In augustus j.l. werd het verhaal de wereld ingeschopt dat usb-apparaten en -sticks gevaarlijke lekken vormden via welke oneerzame lieden je computer kunnen overnemen: BadUSB. Vandaag woensdag 12 november vertelde kraker Karsten Nohl op het PacSec-congres in de Japanse hoofdstad, dat dat maar voor de helft van de usb-apparatuur geldt. Het blijkt alleen lastig uit te maken welke helft.
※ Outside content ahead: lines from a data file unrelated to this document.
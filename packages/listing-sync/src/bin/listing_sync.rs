//! CLI for running sync passes against a listing store.
//!
//! Prints pass reports as JSON on stdout; logs go to stderr.

use anyhow::{Context, Result};
use clap::{Parser, Subcommand};
use serde::Serialize;
use std::sync::Arc;
use tracing_subscriber::{layer::SubscriberExt, util::SubscriberInitExt};

use listing_sync::config::{BackendKind, FetcherKind, SyncConfig};
use listing_sync::{
    DocumentStore, Extractor, HttpFetcher, ListingStore, PassKind, Pruner, Reconciler,
    RelationalStore, SelectorExtractor,
};

#[derive(Parser)]
#[command(name = "listing-sync")]
#[command(about = "Keep course discount listings in sync with their pages")]
struct Cli {
    /// Store backend (overrides STORE_BACKEND)
    #[arg(long, global = true)]
    backend: Option<BackendKind>,

    #[command(subcommand)]
    command: Commands,
}

#[derive(Subcommand)]
enum Commands {
    /// Refresh expiry and discount on every listing
    Scalars,

    /// Add categories to listings that have an expiry
    Categories,

    /// Delete listings that never got an expiry
    Prune,

    /// Register listings by URL
    Seed {
        #[arg(required = true)]
        urls: Vec<String>,
    },

    /// Print a listing as JSON
    Show { url: String },
}

#[tokio::main]
async fn main() -> Result<()> {
    tracing_subscriber::registry()
        .with(
            tracing_subscriber::EnvFilter::try_from_default_env()
                .unwrap_or_else(|_| "info,listing_sync=debug,sqlx=warn".into()),
        )
        .with(
            tracing_subscriber::fmt::layer()
                .with_writer(std::io::stderr)
                .with_target(true),
        )
        .init();

    let cli = Cli::parse();
    let mut config = SyncConfig::from_env()?;
    if let Some(backend) = cli.backend {
        config.backend = backend;
    }

    tracing::info!(backend = %config.backend, "Opening store");
    match config.backend {
        BackendKind::Relational => {
            let store = RelationalStore::new(&config.database_url)
                .await
                .context("Failed to open relational store")?;
            run(store, &config, cli.command).await
        }
        BackendKind::Document => {
            let store = DocumentStore::new(&config.database_url)
                .await
                .context("Failed to open document store")?;
            run(store, &config, cli.command).await
        }
    }
}

/// Execute a command and close the store whatever the outcome.
async fn run<S>(store: S, config: &SyncConfig, command: Commands) -> Result<()>
where
    S: ListingStore + 'static,
    S::Key: Serialize,
{
    let store = Arc::new(store);
    let outcome = execute(Arc::clone(&store), config, command).await;
    store.close().await;
    outcome
}

async fn execute<S>(store: Arc<S>, config: &SyncConfig, command: Commands) -> Result<()>
where
    S: ListingStore + 'static,
    S::Key: Serialize,
{
    match command {
        Commands::Scalars => run_pass(store, config, PassKind::Scalars).await,
        Commands::Categories => run_pass(store, config, PassKind::Categories).await,
        Commands::Prune => {
            let report = Pruner::new(store).run().await?;
            println!("Removed {}", report);
            Ok(())
        }
        Commands::Seed { urls } => {
            for url in urls {
                let listing = store
                    .seed(&url)
                    .await
                    .with_context(|| format!("Failed to seed {}", url))?;
                println!("{}\t{}", listing.key, listing.source_url);
            }
            Ok(())
        }
        Commands::Show { url } => {
            let listing = store
                .find_by_url(&url)
                .await?
                .with_context(|| format!("No listing for {}", url))?;
            println!("{}", serde_json::to_string_pretty(&listing)?);
            Ok(())
        }
    }
}

async fn run_pass<S>(store: Arc<S>, config: &SyncConfig, pass: PassKind) -> Result<()>
where
    S: ListingStore + 'static,
{
    let extractor = build_extractor(config)?;
    let reconciler = Reconciler::new(store, extractor).with_pacing(config.pacing);

    let report = reconciler
        .run(pass)
        .await
        .with_context(|| format!("{} pass aborted", pass))?;
    println!("{}", serde_json::to_string_pretty(&report)?);
    Ok(())
}

fn build_extractor(config: &SyncConfig) -> Result<Arc<dyn Extractor>> {
    let selectors = config.selectors()?;

    match config.fetcher {
        FetcherKind::Http => {
            let mut fetcher = HttpFetcher::new().context("Failed to build HTTP client")?;
            if let Some(user_agent) = &config.user_agent {
                fetcher = fetcher.with_user_agent(user_agent);
            }

            let mut extractor = SelectorExtractor::new(fetcher).with_selectors(selectors);
            if let Some(timeout) = config.page_timeout {
                extractor = extractor.with_timeout(timeout);
            }
            Ok(Arc::new(extractor))
        }
        FetcherKind::Firecrawl => firecrawl_extractor(config, selectors),
    }
}

#[cfg(feature = "firecrawl")]
fn firecrawl_extractor(
    config: &SyncConfig,
    selectors: listing_sync::ExtractionSelectors,
) -> Result<Arc<dyn Extractor>> {
    use listing_sync::FirecrawlFetcher;
    use secrecy::ExposeSecret;

    let key = config
        .firecrawl_api_key
        .as_ref()
        .context("FIRECRAWL_API_KEY must be set")?;
    let fetcher = FirecrawlFetcher::new(key.expose_secret())
        .context("Failed to build Firecrawl client")?;

    let mut extractor = SelectorExtractor::new(fetcher).with_selectors(selectors);
    if let Some(timeout) = config.page_timeout {
        extractor = extractor.with_timeout(timeout);
    }
    Ok(Arc::new(extractor))
}

#[cfg(not(feature = "firecrawl"))]
fn firecrawl_extractor(
    _config: &SyncConfig,
    _selectors: listing_sync::ExtractionSelectors,
) -> Result<Arc<dyn Extractor>> {
    anyhow::bail!("FETCHER=firecrawl requires building with the `firecrawl` feature")
}
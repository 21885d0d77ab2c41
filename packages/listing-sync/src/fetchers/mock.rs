//! Mock fetcher for testing.

use async_trait::async_trait;
use std::collections::{HashMap, HashSet};
use std::sync::{Arc, RwLock};
use std::time::Duration;

use crate::error::{FetchError, FetchResult};
use crate::traits::fetcher::{PageFetcher, RenderedPage};

/// Mock fetcher serving canned HTML.
///
/// Unknown URLs answer with an empty 404 page, like a removed listing.
/// URLs marked as failing answer with a timeout.
///
/// # Example
///
/// ```rust
/// use listing_sync::fetchers::MockFetcher;
///
/// let mock = MockFetcher::new().with_page("https://x/1", "<html></html>");
/// ```
#[derive(Default, Clone)]
pub struct MockFetcher {
    pages: Arc<RwLock<HashMap<String, String>>>,
    failing: Arc<RwLock<HashSet<String>>>,
    delay: Option<Duration>,
    calls: Arc<RwLock<Vec<String>>>,
}

impl MockFetcher {
    /// Create a new empty mock fetcher.
    pub fn new() -> Self {
        Self::default()
    }

    /// Add a page that will be returned by fetch.
    pub fn add_page(&self, url: impl Into<String>, html: impl Into<String>) {
        self.pages.write().unwrap().insert(url.into(), html.into());
    }

    /// Add a page (builder pattern).
    pub fn with_page(self, url: impl Into<String>, html: impl Into<String>) -> Self {
        self.add_page(url, html);
        self
    }

    /// Make fetches of this URL time out.
    pub fn fail_url(&self, url: impl Into<String>) {
        self.failing.write().unwrap().insert(url.into());
    }

    /// Make fetches of this URL time out (builder pattern).
    pub fn with_failure(self, url: impl Into<String>) -> Self {
        self.fail_url(url);
        self
    }

    /// Sleep this long inside every fetch.
    pub fn with_delay(mut self, delay: Duration) -> Self {
        self.delay = Some(delay);
        self
    }

    /// Get the number of fetches made.
    pub fn fetch_call_count(&self) -> usize {
        self.calls.read().unwrap().len()
    }

    /// Get the URLs fetched, in order.
    pub fn fetch_calls(&self) -> Vec<String> {
        self.calls.read().unwrap().clone()
    }

    /// Clear recorded calls.
    pub fn reset_calls(&self) {
        self.calls.write().unwrap().clear();
    }
}

#[async_trait]
impl PageFetcher for MockFetcher {
    async fn fetch(&self, url: &str) -> FetchResult<RenderedPage> {
        self.calls.write().unwrap().push(url.to_string());

        if let Some(delay) = self.delay {
            tokio::time::sleep(delay).await;
        }

        if self.failing.read().unwrap().contains(url) {
            return Err(FetchError::Timeout {
                url: url.to_string(),
            });
        }

        let html = self.pages.read().unwrap().get(url).cloned();
        match html {
            Some(html) => Ok(RenderedPage::new(url, html)),
            None => Ok(RenderedPage::new(url, "<html><body>Not Found</body></html>").with_status(404)),
        }
    }

    fn name(&self) -> &str {
        "mock"
    }
}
Nohl maakte de kwetsbaarheid van de zomer bekend. Nu hadden ze alle USB-apparaten van de acht grootste verkopers USB-chips onderzocht en bleek de zaak een stuk minder alarmerend dan een paar maanden geleden werd voorgesteld, maar daarom niet eenvoudiger. Of iets bestand is tegen BadUSB ligt aan de in de USB-apparatuur gebruikte chips, maar het is voor een eenvoudige computeraar moeilijk uit te maken wat wel en wat niet deugt. Nohl: “Het is niet zo dat je kunt zeggen dit is een Cypress-chip of dit is een Phison-chip (de belangrijkste leveranciers; as). Je kunt dat alleen doen door de stekker open te maken. We kunnen kunnen geen lijst geven van veilige apparaten.” Nohl en zijn kompanen keken naar, zoals gezegd, acht USB-chips of beter gezegd naar de mogelijkheid die chips te herprogrammeren (daar zit het lek): Phison, Alcor, Renesas, ASmedia, Genesys Logic, FTDI, Cypress en Microchip. Het resultaat was, vriendelijk gezegd, gemengd. Alle Phison-chips waren kwetsbaar voor herprogrammering, die van ASmedia niet. Bij Genesys was de situatie gemengd: USB-apparaten die met versie 2.0 werkten waren ok, maar die met 3.0 werkten niet. De rest was uiterst gemengd. Het probleem is dat de bedrijven die gebruik maken van USB-chips niet altijd dezelfde USB-chip-leverancier gebruiken. Vandaar dus de onzekerheid.
Nohl heeft wel een overzicht gemaakt van goed en slecht, maar dat helpt niet BadUSB de wereld uit te helpen, zolang fabrikanten niet zeggen van welke USB-chips ze gebruik maken. Vooralsnog heeft een fabrikant van de chips, Ironkey, laten weten dat de zogeheten firmware (net niet ingebakken programmatuur) van de USB-chips is beveiligd met een versleutelde handtekening, waardoor illegaal herprogrammeren onmogelijk wordt. De grote fabrikanten van USB-chips lijken alleen maar per ongeluk ongevoelig voor herprogrammering, zo stelt Nohl. Dit bijgestelde verhaal was een reactie op de kritiek op Nohl dat hij zich alleen had beziggehouden met de grootste fabrikant Phison. Die kritiek was terecht, volgens Nohl, maar dit uitgebreidere onderzoek maakt het er niet makkelijker op.
Bron: Wired